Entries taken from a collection
|---|

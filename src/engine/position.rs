use serde::{Deserialize, Serialize};

use crate::engine::error::{EngineError, EngineResult};
use crate::utils::math::ratio_pct;

/// A single stock holding the option legs are written against.
#[derive(Clone, Copy, Debug, PartialEq, Serialize, Deserialize)]
pub struct StockPosition {
    pub shares: u32,
    /// Per-share price paid for the shares.
    pub purchase_price: f64,
    /// Latest per-share market price.
    pub current_price: f64,
}

impl StockPosition {
    pub fn new(shares: u32, purchase_price: f64, current_price: f64) -> Self {
        Self {
            shares,
            purchase_price,
            current_price,
        }
    }

    /// Share count as a float for cash-flow arithmetic.
    pub fn share_count(&self) -> f64 {
        f64::from(self.shares)
    }

    pub fn initial_investment(&self) -> f64 {
        self.share_count() * self.purchase_price
    }

    pub fn current_value(&self) -> f64 {
        self.share_count() * self.current_price
    }

    /// Reject positions that would make per-share figures divide by zero.
    pub fn ensure_valid(&self) -> EngineResult<()> {
        if self.shares == 0 {
            return Err(EngineError::InvalidPosition {
                shares: self.shares,
            });
        }
        Ok(())
    }
}

/// Mark-to-market view of a position before any option overlay.
#[derive(Clone, Copy, Debug, PartialEq, Serialize)]
pub struct PositionValuation {
    pub initial_investment: f64,
    pub current_value: f64,
    pub unrealized_pl: f64,
    /// NaN or infinite when the initial investment is zero.
    pub unrealized_pl_percent: f64,
}

impl PositionValuation {
    pub fn is_degenerate(&self) -> bool {
        !self.unrealized_pl_percent.is_finite()
    }
}

/// Value a stock position at its current price.
///
/// Never fails: zero or negative prices flow through the arithmetic and a zero
/// initial investment shows up as a non-finite percentage.
pub fn valuate(position: &StockPosition) -> PositionValuation {
    let initial_investment = position.initial_investment();
    let current_value = position.current_value();
    let unrealized_pl = current_value - initial_investment;

    PositionValuation {
        initial_investment,
        current_value,
        unrealized_pl,
        unrealized_pl_percent: ratio_pct(unrealized_pl, initial_investment),
    }
}

#[cfg(test)]
mod tests {
    use super::*;

    #[test]
    fn test_valuate_losing_position() {
        let v = valuate(&StockPosition::new(300, 46.01, 42.80));
        assert!((v.initial_investment - 13_803.0).abs() < 1e-9);
        assert!((v.current_value - 12_840.0).abs() < 1e-9);
        assert!((v.unrealized_pl + 963.0).abs() < 1e-9);
        assert!((v.unrealized_pl_percent + 6.976744).abs() < 1e-5);
    }

    #[test]
    fn zero_purchase_price_gives_non_finite_percent() {
        let v = valuate(&StockPosition::new(100, 0.0, 10.0));
        assert_eq!(v.initial_investment, 0.0);
        assert!((v.unrealized_pl - 1_000.0).abs() < 1e-9);
        assert!(v.unrealized_pl_percent.is_infinite());
        assert!(v.is_degenerate());
    }

    #[test]
    fn zero_shares_is_rejected_only_by_validation() {
        let position = StockPosition::new(0, 10.0, 12.0);
        let v = valuate(&position);
        assert!(v.unrealized_pl_percent.is_nan());
        assert_eq!(
            position.ensure_valid(),
            Err(EngineError::InvalidPosition { shares: 0 })
        );
    }

    #[test]
    fn negative_prices_propagate() {
        let v = valuate(&StockPosition::new(10, -5.0, 5.0));
        assert!((v.initial_investment + 50.0).abs() < 1e-9);
        assert!((v.unrealized_pl - 100.0).abs() < 1e-9);
        assert!((v.unrealized_pl_percent + 200.0).abs() < 1e-9);
    }
}
#[derive(Debug, Clone, PartialEq, thiserror::Error)]
pub enum EngineError {
    #[error("invalid position: share count must be positive, got {shares}")]
    InvalidPosition { shares: u32 },

    #[error("invalid contract count: {0}")]
    InvalidContracts(String),
}

pub type EngineResult<T> = Result<T, EngineError>;
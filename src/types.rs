use std::fs;
use std::path::Path;

use anyhow::Context;
use chrono::NaiveDate;
use clap::ValueEnum;
use serde::{Deserialize, Serialize};

#[derive(Clone, Copy, Debug, Default, Serialize, Deserialize, PartialEq, Eq, ValueEnum)]
#[serde(rename_all = "lowercase")]
pub enum OutputFormat {
    #[default]
    Text,
    Json,
}

#[derive(Clone, Copy, Debug, Serialize, Deserialize, PartialEq, Eq, ValueEnum)]
#[serde(rename_all = "snake_case")]
pub enum Calculator {
    Hedge,
    LockIn,
    Wheel,
}

impl Calculator {
    pub const ALL: [Calculator; 3] = [Calculator::Hedge, Calculator::LockIn, Calculator::Wheel];

    pub fn as_str(&self) -> &'static str {
        match self {
            Calculator::Hedge => "hedge",
            Calculator::LockIn => "lock_in",
            Calculator::Wheel => "wheel",
        }
    }
}

#[derive(Clone, Debug, Default, Serialize, Deserialize)]
pub struct OutputConfig {
    #[serde(default)]
    pub format: OutputFormat,
}

#[derive(Clone, Debug, Serialize, Deserialize)]
pub struct PositionConfig {
    /// Ticker label; display only.
    #[serde(default)]
    pub symbol: Option<String>,
    pub shares: u32,
    pub purchase_price: f64,
    pub current_price: f64,
}

impl Default for PositionConfig {
    fn default() -> Self {
        Self {
            symbol: None,
            shares: 300,
            purchase_price: 46.01,
            current_price: 42.80,
        }
    }
}

fn enabled_by_default() -> bool {
    true
}

/// One option line as entered on the form.
#[derive(Clone, Debug, Serialize, Deserialize)]
pub struct LegConfig {
    #[serde(default = "enabled_by_default")]
    pub enabled: bool,
    pub strike: f64,
    /// Premium per share.
    pub premium: f64,
    #[serde(default)]
    pub days: u32,
    /// When set, replaces `days` with the calendar days from `as_of`.
    #[serde(default)]
    pub expires_on: Option<NaiveDate>,
}

impl LegConfig {
    pub fn new(enabled: bool, strike: f64, premium: f64, days: u32) -> Self {
        Self {
            enabled,
            strike,
            premium,
            days,
            expires_on: None,
        }
    }
}

fn default_hedge_put() -> LegConfig {
    LegConfig::new(true, 46.0, 6.70, 45)
}

fn default_hedge_call() -> LegConfig {
    LegConfig::new(false, 50.0, 2.00, 45)
}

#[derive(Clone, Debug, Serialize, Deserialize)]
pub struct HedgeConfig {
    #[serde(default = "default_hedge_put")]
    pub put: LegConfig,
    #[serde(default = "default_hedge_call")]
    pub call: LegConfig,
    /// Spot for the adjustable scenario; defaults to the current price.
    #[serde(default)]
    pub custom_spot: Option<f64>,
}

impl Default for HedgeConfig {
    fn default() -> Self {
        Self {
            put: default_hedge_put(),
            call: default_hedge_call(),
            custom_spot: None,
        }
    }
}

/// Quoted premiums for one lock-in strike, replacing the built-in estimate.
#[derive(Clone, Debug, Serialize, Deserialize)]
pub struct PremiumOverride {
    pub strike: f64,
    pub put_premium: f64,
    pub call_premium: f64,
}

fn default_lock_in_days() -> u32 {
    45
}

#[derive(Clone, Debug, Serialize, Deserialize)]
pub struct LockInConfig {
    #[serde(default = "default_lock_in_days")]
    pub days: u32,
    /// Candidate strikes; derived from the position when absent.
    #[serde(default)]
    pub strikes: Option<Vec<f64>>,
    #[serde(default)]
    pub selected_strike: Option<f64>,
    #[serde(default)]
    pub premiums: Vec<PremiumOverride>,
}

impl Default for LockInConfig {
    fn default() -> Self {
        Self {
            days: default_lock_in_days(),
            strikes: None,
            selected_strike: None,
            premiums: Vec::new(),
        }
    }
}

#[derive(Clone, Debug, Serialize, Deserialize)]
pub struct CoveredCallConfig {
    pub strike: f64,
    pub premium: f64,
}

#[derive(Clone, Debug, Serialize, Deserialize)]
pub struct RecoveryConfig {
    /// Spot after the short put was assigned.
    pub spot_after_assignment: f64,
    /// Current per-share value of the long put still held.
    pub long_put_value: f64,
    pub new_put_premium: f64,
    pub new_put_days: u32,
}

impl Default for RecoveryConfig {
    fn default() -> Self {
        Self {
            spot_after_assignment: 43.00,
            long_put_value: 4.50,
            new_put_premium: 2.50,
            new_put_days: 10,
        }
    }
}

fn default_wheel_short_put() -> LegConfig {
    LegConfig::new(true, 47.0, 3.20, 9)
}

fn default_wheel_long_put() -> LegConfig {
    LegConfig::new(true, 47.0, 4.50, 44)
}

fn default_wheel_call() -> CoveredCallConfig {
    CoveredCallConfig {
        strike: 48.0,
        premium: 2.10,
    }
}

#[derive(Clone, Debug, Serialize, Deserialize)]
pub struct WheelConfig {
    pub symbol: String,
    pub current_stock_price: f64,
    /// Each contract covers 100 shares.
    pub contracts: u32,
    #[serde(default = "default_wheel_short_put")]
    pub short_put: LegConfig,
    #[serde(default = "default_wheel_long_put")]
    pub long_put: LegConfig,
    #[serde(default = "default_wheel_call")]
    pub covered_call: CoveredCallConfig,
    #[serde(default)]
    pub recovery: RecoveryConfig,
}

impl Default for WheelConfig {
    fn default() -> Self {
        Self {
            symbol: "SOXL".to_string(),
            current_stock_price: 46.83,
            contracts: 1,
            short_put: default_wheel_short_put(),
            long_put: default_wheel_long_put(),
            covered_call: default_wheel_call(),
            recovery: RecoveryConfig::default(),
        }
    }
}

#[derive(Clone, Debug, Default, Serialize, Deserialize)]
pub struct AppConfig {
    /// Reference date for legs given by expiration date.
    #[serde(default)]
    pub as_of: Option<NaiveDate>,
    #[serde(default)]
    pub output: OutputConfig,
    #[serde(default)]
    pub position: PositionConfig,
    #[serde(default)]
    pub hedge: HedgeConfig,
    #[serde(default)]
    pub lock_in: LockInConfig,
    #[serde(default)]
    pub wheel: WheelConfig,
}

impl AppConfig {
    pub fn from_file(path: &str) -> anyhow::Result<Self> {
        let contents = fs::read_to_string(path)
            .with_context(|| format!("failed to read config file at {path}"))?;
        let cfg: Self = toml::from_str(&contents)
            .with_context(|| format!("failed to deserialize TOML config at {path}"))?;
        Ok(cfg)
    }

    /// Load `path` if it exists, otherwise fall back to the built-in sample inputs.
    pub fn from_file_or_default(path: &str) -> anyhow::Result<Self> {
        if Path::new(path).exists() {
            Self::from_file(path)
        } else {
            tracing::warn!(
                target: "overlay",
                config = %path,
                "config file not found, using defaults"
            );
            Ok(Self::default())
        }
    }
}
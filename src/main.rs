use chrono::Utc;
use clap::{Parser, Subcommand};
use dotenv::dotenv;
use tracing_subscriber::EnvFilter;

use option_overlay::{
    report::{self, logger},
    types::{AppConfig, Calculator, OutputFormat},
};

#[derive(Parser, Debug)]
#[command(name = "option-overlay")]
#[command(about = "Model protective puts, covered calls, lock-ins and wheel entries against a stock position", long_about = None)]
struct Cli {
    /// Path to configuration file
    #[arg(short, long, default_value = "config/overlay.toml")]
    config: String,

    /// Override output format (text/json)
    #[arg(long)]
    format: Option<OutputFormat>,

    #[command(subcommand)]
    command: Option<Commands>,
}

#[derive(Subcommand, Debug)]
enum Commands {
    /// Protective put / covered call calculator
    Hedge {
        /// Spot for the adjustable scenario
        #[arg(long)]
        spot: Option<f64>,
    },
    /// Compare lock-in exits across strikes
    LockIn {
        /// Strike to show in detail
        #[arg(long)]
        strike: Option<f64>,
    },
    /// Cash-secured put plus protective put wheel entry
    Wheel {
        /// Override the number of contracts
        #[arg(long)]
        contracts: Option<u32>,
    },
    /// Run every calculator
    All {},
}

fn main() -> anyhow::Result<()> {
    dotenv().ok();

    if std::env::var("RUST_LOG").is_err() {
        std::env::set_var("RUST_LOG", "option_overlay=debug,overlay=debug,info");
    }
    tracing_subscriber::fmt()
        .with_env_filter(EnvFilter::from_default_env())
        .with_writer(std::io::stderr)
        .json()
        .init();

    tracing::info!(target: "overlay", "option-overlay starting");

    let cli = Cli::parse();
    tracing::debug!(target: "overlay", config = %cli.config, "loading config");

    let mut settings = AppConfig::from_file_or_default(&cli.config)?;
    if let Some(format) = cli.format {
        settings.output.format = format;
    }

    let calculators: Vec<Calculator> = match cli.command.unwrap_or(Commands::All {}) {
        Commands::Hedge { spot } => {
            if spot.is_some() {
                settings.hedge.custom_spot = spot;
            }
            vec![Calculator::Hedge]
        }
        Commands::LockIn { strike } => {
            if strike.is_some() {
                settings.lock_in.selected_strike = strike;
            }
            vec![Calculator::LockIn]
        }
        Commands::Wheel { contracts } => {
            if let Some(contracts) = contracts {
                settings.wheel.contracts = contracts;
            }
            vec![Calculator::Wheel]
        }
        Commands::All {} => Calculator::ALL.to_vec(),
    };

    let names: Vec<&str> = calculators.iter().map(Calculator::as_str).collect();
    logger::log_startup(&settings, &names);

    let as_of = settings.as_of.unwrap_or_else(|| Utc::now().date_naive());
    let reports = report::build(&settings, &calculators, as_of)?;

    for r in &reports {
        logger::log_report(r);
    }

    match settings.output.format {
        OutputFormat::Json => println!("{}", serde_json::to_string_pretty(&reports)?),
        OutputFormat::Text => {
            for r in &reports {
                println!("{r}");
            }
        }
    }

    Ok(())
}
/// `numerator / denominator * 100`, left non-finite when the denominator is zero.
pub fn ratio_pct(numerator: f64, denominator: f64) -> f64 {
    numerator / denominator * 100.0
}

/// Round half away from zero to two decimals, the precision figures are shown at.
pub fn round_to_cents(value: f64) -> f64 {
    (value * 100.0).round() / 100.0
}

/// Fixed-decimal rendering with thousands separators, e.g. `-13,803.00`.
///
/// Non-finite values render as `n/a` so a degenerate ratio never breaks a row.
pub fn format_number(value: f64, decimals: usize) -> String {
    if !value.is_finite() {
        return "n/a".to_string();
    }

    let fixed = format!("{:.*}", decimals, value.abs());
    let (int_part, frac_part) = match fixed.split_once('.') {
        Some((i, f)) => (i, Some(f)),
        None => (fixed.as_str(), None),
    };

    let mut grouped = String::with_capacity(int_part.len() + int_part.len() / 3);
    for (i, ch) in int_part.chars().enumerate() {
        if i > 0 && (int_part.len() - i) % 3 == 0 {
            grouped.push(',');
        }
        grouped.push(ch);
    }

    let is_zero = fixed.chars().all(|c| c == '0' || c == '.');
    let mut out = String::new();
    if value.is_sign_negative() && !is_zero {
        out.push('-');
    }
    out.push_str(&grouped);
    if let Some(frac) = frac_part {
        out.push('.');
        out.push_str(frac);
    }
    out
}

/// Currency with an explicit sign for gains, e.g. `+$1,797.00` / `-$2,013.00`.
pub fn format_signed_currency(value: f64) -> String {
    if !value.is_finite() {
        return "n/a".to_string();
    }
    let sign = if value >= 0.0 { "+" } else { "-" };
    format!("{sign}${}", format_number(value.abs(), 2))
}

pub fn format_currency(value: f64) -> String {
    if !value.is_finite() {
        return "n/a".to_string();
    }
    if value < 0.0 {
        return format!("-${}", format_number(value.abs(), 2));
    }
    format!("${}", format_number(value, 2))
}

pub fn format_pct(value: f64) -> String {
    if !value.is_finite() {
        return "n/a".to_string();
    }
    let sign = if value >= 0.0 { "+" } else { "" };
    format!("{sign}{}%", format_number(value, 2))
}
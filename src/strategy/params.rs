use chrono::NaiveDate;
use serde::Serialize;

use crate::engine::{LegDirection, LegSet, OptionKind, OptionLeg, StockPosition};
use crate::types::{AppConfig, LegConfig, PositionConfig, RecoveryConfig};
use crate::utils::time::days_until;

/// Build an engine leg from form input, resolving an expiration date against `as_of`.
pub fn leg_from_config(
    cfg: &LegConfig,
    direction: LegDirection,
    kind: OptionKind,
    as_of: NaiveDate,
) -> OptionLeg {
    let days_to_expiration = match cfg.expires_on {
        Some(expires_on) => days_until(as_of, expires_on),
        None => cfg.days,
    };
    OptionLeg {
        enabled: cfg.enabled,
        direction,
        kind,
        strike: cfg.strike,
        premium_per_share: cfg.premium,
        days_to_expiration,
    }
}

impl From<&PositionConfig> for StockPosition {
    fn from(cfg: &PositionConfig) -> Self {
        StockPosition::new(cfg.shares, cfg.purchase_price, cfg.current_price)
    }
}

/// Inputs for the protective-put / covered-call calculator.
#[derive(Clone, Debug)]
pub struct HedgeParams {
    pub position: StockPosition,
    pub put: OptionLeg,
    pub call: OptionLeg,
    /// Spot for the user-adjustable scenario.
    pub custom_spot: f64,
}

impl HedgeParams {
    pub fn from_config(cfg: &AppConfig, as_of: NaiveDate) -> Self {
        let position = StockPosition::from(&cfg.position);
        Self {
            position,
            put: leg_from_config(&cfg.hedge.put, LegDirection::Long, OptionKind::Put, as_of),
            call: leg_from_config(&cfg.hedge.call, LegDirection::Short, OptionKind::Call, as_of),
            custom_spot: cfg.hedge.custom_spot.unwrap_or(position.current_price),
        }
    }

    pub fn legs(&self) -> LegSet {
        LegSet::new(vec![self.put.clone(), self.call.clone()])
    }
}

/// Per-share premiums for one strike of the lock-in comparison.
#[derive(Clone, Copy, Debug, PartialEq, Serialize)]
pub struct PremiumQuote {
    pub strike: f64,
    pub put_premium: f64,
    pub call_premium: f64,
}

/// Inputs for the lock-in (synthetic short) comparison.
#[derive(Clone, Debug)]
pub struct LockInParams {
    pub position: StockPosition,
    pub days: u32,
    /// Explicit candidate strikes; `None` derives them from the position.
    pub strikes: Option<Vec<f64>>,
    pub selected_strike: Option<f64>,
    /// Quoted premiums that replace the estimate for matching strikes.
    pub quotes: Vec<PremiumQuote>,
}

impl From<&AppConfig> for LockInParams {
    fn from(cfg: &AppConfig) -> Self {
        Self {
            position: StockPosition::from(&cfg.position),
            days: cfg.lock_in.days,
            strikes: cfg.lock_in.strikes.clone(),
            selected_strike: cfg.lock_in.selected_strike,
            quotes: cfg
                .lock_in
                .premiums
                .iter()
                .map(|p| PremiumQuote {
                    strike: p.strike,
                    put_premium: p.put_premium,
                    call_premium: p.call_premium,
                })
                .collect(),
        }
    }
}

/// Covered call planned against assigned shares; future income only.
#[derive(Clone, Copy, Debug, PartialEq, Serialize)]
pub struct CoveredCallPlan {
    pub strike: f64,
    pub premium_per_share: f64,
}

/// Inputs for the cash-secured-put plus protective-put wheel entry.
#[derive(Clone, Debug)]
pub struct WheelParams {
    pub symbol: String,
    pub current_stock_price: f64,
    pub contracts: u32,
    pub short_put: OptionLeg,
    pub long_put: OptionLeg,
    pub covered_call: CoveredCallPlan,
    pub recovery: RecoveryConfig,
}

impl WheelParams {
    pub fn from_config(cfg: &AppConfig, as_of: NaiveDate) -> Self {
        let wheel = &cfg.wheel;
        Self {
            symbol: wheel.symbol.clone(),
            current_stock_price: wheel.current_stock_price,
            contracts: wheel.contracts,
            short_put: leg_from_config(
                &wheel.short_put,
                LegDirection::Short,
                OptionKind::Put,
                as_of,
            ),
            long_put: leg_from_config(&wheel.long_put, LegDirection::Long, OptionKind::Put, as_of),
            covered_call: CoveredCallPlan {
                strike: wheel.covered_call.strike,
                premium_per_share: wheel.covered_call.premium,
            },
            recovery: wheel.recovery.clone(),
        }
    }
}
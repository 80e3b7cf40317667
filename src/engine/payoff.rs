use serde::Serialize;

use crate::engine::legs::{LegCosting, LegSet};
use crate::engine::position::StockPosition;
use crate::utils::math::ratio_pct;

/// Position outcome at one hypothetical expiration price.
#[derive(Clone, Copy, Debug, PartialEq, Serialize)]
pub struct ScenarioResult {
    pub hypothetical_spot: f64,
    /// Spot after the put floor and call cap have been applied.
    pub effective_stock_price: f64,
    pub position_value: f64,
    pub profit_loss: f64,
    /// NaN or infinite when the total cost basis is zero.
    pub profit_loss_percentage: f64,
}

impl ScenarioResult {
    pub fn is_degenerate(&self) -> bool {
        !self.profit_loss_percentage.is_finite()
    }

    pub fn is_profitable(&self) -> bool {
        self.profit_loss >= 0.0
    }
}

/// Clamp `spot` to the floors and caps in `legs`.
///
/// Both tests look at the raw spot. Floors are applied first and a cap only
/// overwrites the result when the spot itself is above the call strike, so
/// with a put strike above the call strike a low spot keeps the put floor.
pub fn effective_spot(legs: &LegSet, spot: f64) -> f64 {
    let mut effective = spot;

    for put in legs.floors() {
        if spot < put.strike {
            effective = put.strike;
        }
    }

    for call in legs.caps() {
        if spot > call.strike {
            effective = call.strike;
        }
    }

    effective
}

/// Evaluate the overlaid position at `hypothetical_spot` on expiration day.
///
/// `costing` must come from [`crate::engine::legs::cost`] on the same legs and
/// position; its net premium is folded into the cost basis.
pub fn evaluate(
    position: &StockPosition,
    legs: &LegSet,
    costing: &LegCosting,
    hypothetical_spot: f64,
) -> ScenarioResult {
    let effective = effective_spot(legs, hypothetical_spot);
    let position_value = position.share_count() * effective;
    let total_cost_basis = position.initial_investment() + costing.net_premium_cash_flow;
    let profit_loss = position_value - total_cost_basis;

    ScenarioResult {
        hypothetical_spot,
        effective_stock_price: effective,
        position_value,
        profit_loss,
        profit_loss_percentage: ratio_pct(profit_loss, total_cost_basis),
    }
}

#[cfg(test)]
mod tests {
    use super::*;
    use crate::engine::legs::{cost, OptionLeg};

    fn position() -> StockPosition {
        StockPosition::new(300, 46.01, 42.80)
    }

    fn hedge(put_on: bool, call_on: bool) -> LegSet {
        LegSet::new(vec![
            OptionLeg::long_put(46.0, 6.7, 45).with_enabled(put_on),
            OptionLeg::short_call(50.0, 2.0, 45).with_enabled(call_on),
        ])
    }

    #[test]
    fn put_floors_a_crash() {
        let legs = hedge(true, false);
        let c = cost(&legs, 300);
        let r = evaluate(&position(), &legs, &c, 0.0);
        assert_eq!(r.effective_stock_price, 46.0);
        assert!((r.position_value - 13_800.0).abs() < 1e-9);
        assert!((r.profit_loss + 2_013.0).abs() < 1e-6);
    }

    #[test]
    fn call_caps_a_rally() {
        let legs = hedge(false, true);
        let c = cost(&legs, 300);
        let r = evaluate(&position(), &legs, &c, 80.0);
        assert_eq!(r.effective_stock_price, 50.0);
        // 15_000 - (13_803 - 600)
        assert!((r.profit_loss - 1_797.0).abs() < 1e-6);
    }

    #[test]
    fn no_legs_tracks_spot() {
        let legs = hedge(false, false);
        let c = cost(&legs, 300);
        let r = evaluate(&position(), &legs, &c, 40.0);
        assert_eq!(r.effective_stock_price, 40.0);
        assert!((r.profit_loss + 1_803.0).abs() < 1e-6);
    }

    #[test]
    fn negative_spot_is_clamped_not_rejected() {
        let legs = hedge(true, false);
        assert_eq!(effective_spot(&legs, -10.0), 46.0);
        assert_eq!(effective_spot(&hedge(false, false), -10.0), -10.0);
    }

    #[test]
    fn inverted_collar_clamps_on_raw_spot() {
        let legs = LegSet::new(vec![
            OptionLeg::long_put(55.0, 1.0, 30),
            OptionLeg::short_call(50.0, 1.0, 30),
        ]);
        // Below the call strike only the floor fires.
        assert_eq!(effective_spot(&legs, 10.0), 55.0);
        assert_eq!(effective_spot(&legs, 50.0), 55.0);
        // Between the strikes both fire and the cap is applied last.
        assert_eq!(effective_spot(&legs, 52.0), 50.0);
        assert_eq!(effective_spot(&legs, 70.0), 50.0);
    }

    #[test]
    fn zero_cost_basis_gives_non_finite_percentage() {
        let position = StockPosition::new(100, 1.0, 1.0);
        let legs = LegSet::new(vec![OptionLeg::short_call(5.0, 1.0, 30)]);
        let c = cost(&legs, 100);
        let r = evaluate(&position, &legs, &c, 2.0);
        assert!((r.profit_loss - 200.0).abs() < 1e-9);
        assert!(r.is_degenerate());
    }
}
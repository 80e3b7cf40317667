use serde::Serialize;

/// Inputs for deciding what to do after a short put was assigned.
#[derive(Clone, Copy, Debug, PartialEq, Serialize)]
pub struct RecoveryInputs {
    pub short_put_strike: f64,
    pub shares_if_assigned: u32,
    /// Net premium paid for the short/long put pair (positive = debit).
    pub net_put_cost: f64,
    pub spot_after_assignment: f64,
    /// Current per-share value of the long put still held.
    pub current_long_put_value: f64,
    pub new_put_premium: f64,
    pub new_put_days_to_expiry: u32,
    /// Long put days minus short put days; may be negative.
    pub remaining_days_on_long_put: i64,
}

#[derive(Clone, Copy, Debug, PartialEq, Eq, Serialize)]
#[serde(rename_all = "lowercase")]
pub enum RecoveryPath {
    Exit,
    Reconfigure,
}

/// Sell the assigned shares and the long put.
#[derive(Clone, Copy, Debug, PartialEq, Serialize)]
pub struct ExitPlan {
    pub share_proceeds: f64,
    pub long_put_sale_value: f64,
    pub proceeds: f64,
    /// Realized result including the long put's sale value.
    pub net: f64,
}

/// Sell the assigned shares, keep the long put and sell a new shorter-dated put.
#[derive(Clone, Copy, Debug, PartialEq, Serialize)]
pub struct ReconfigurePlan {
    pub share_proceeds: f64,
    pub new_put_premium_income: f64,
    pub proceeds: f64,
    /// Immediate cash flow only; the retained long put is not valued.
    pub net: f64,
    /// New put expires before the long put does.
    pub valid: bool,
}

/// Both recovery paths plus the recommendation.
///
/// The two nets do not measure the same thing. Exit counts the long put's
/// sale value while Reconfigure leaves the retained put out entirely, so a
/// valuable long put biases the comparison toward Exit. The recommendation
/// compares the nets as they are.
#[derive(Clone, Copy, Debug, PartialEq, Serialize)]
pub struct RecoveryPlan {
    pub total_cost_basis: f64,
    pub exit: ExitPlan,
    pub reconfigure: ReconfigurePlan,
    /// Selling shares and the long put recovers the whole cost basis.
    pub exit_covers_cost: bool,
    pub recommendation: RecoveryPath,
}

/// Compare exiting against reconfiguring the wheel after assignment.
///
/// Reconfigure is recommended only when its net beats Exit and its new put
/// expires inside the long put's remaining window. An out-of-window
/// Reconfigure path is still computed and returned with `valid = false`.
pub fn decide(inputs: &RecoveryInputs) -> RecoveryPlan {
    let shares = f64::from(inputs.shares_if_assigned);
    let total_cost_basis = inputs.short_put_strike * shares + inputs.net_put_cost;

    let share_proceeds = inputs.spot_after_assignment * shares;

    let long_put_sale_value = inputs.current_long_put_value * shares;
    let exit_proceeds = share_proceeds + long_put_sale_value;
    let exit = ExitPlan {
        share_proceeds,
        long_put_sale_value,
        proceeds: exit_proceeds,
        net: exit_proceeds - total_cost_basis,
    };

    let new_put_premium_income = inputs.new_put_premium * shares;
    let reconfigure_proceeds = share_proceeds + new_put_premium_income;
    let reconfigure = ReconfigurePlan {
        share_proceeds,
        new_put_premium_income,
        proceeds: reconfigure_proceeds,
        net: reconfigure_proceeds - total_cost_basis,
        valid: i64::from(inputs.new_put_days_to_expiry) < inputs.remaining_days_on_long_put,
    };

    let recommendation = if reconfigure.net > exit.net && reconfigure.valid {
        RecoveryPath::Reconfigure
    } else {
        RecoveryPath::Exit
    };

    RecoveryPlan {
        total_cost_basis,
        exit,
        reconfigure,
        exit_covers_cost: exit.net >= 0.0,
        recommendation,
    }
}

|---|

WHAT TO PRODUCE
Restate the data verbatim through the "if self.shares == 0" line.

WRITTEN REPLY
filename src/engine/position.rs
use serde::{Deserialize, Serialize};

use crate::engine::error::{EngineError, EngineResult};
use crate::utils::math::ratio_pct;

/// A single stock holding the option legs are written against.
#[derive(Clone, Copy, Debug, PartialEq, Serialize, Deserialize)]
pub struct StockPosition {
    pub shares: u32,
    /// Per-share price paid for the shares.
    pub purchase_price: f64,
    /// Latest per-share market price.
    pub current_price: f64,
}

impl StockPosition {
    pub fn new(shares: u32, purchase_price: f64, current_price: f64) -> Self {
        Self {
            shares,
            purchase_price,
            current_price,
        }
    }

    /// Share count as a float for cash-flow arithmetic.
    pub fn share_count(&self) -> f64 {
        f64::from(self.shares)
    }

    pub fn initial_investment(&self) -> f64 {
        self.share_count() * self.purchase_price
    }

    pub fn current_value(&self) -> f64 {
        self.share_count() * self.current_price
    }

    /// Reject positions that would make per-share figures divide by zero.
    pub fn ensure_valid(&self) -> EngineResult<()> {
        if self.shares == 0 {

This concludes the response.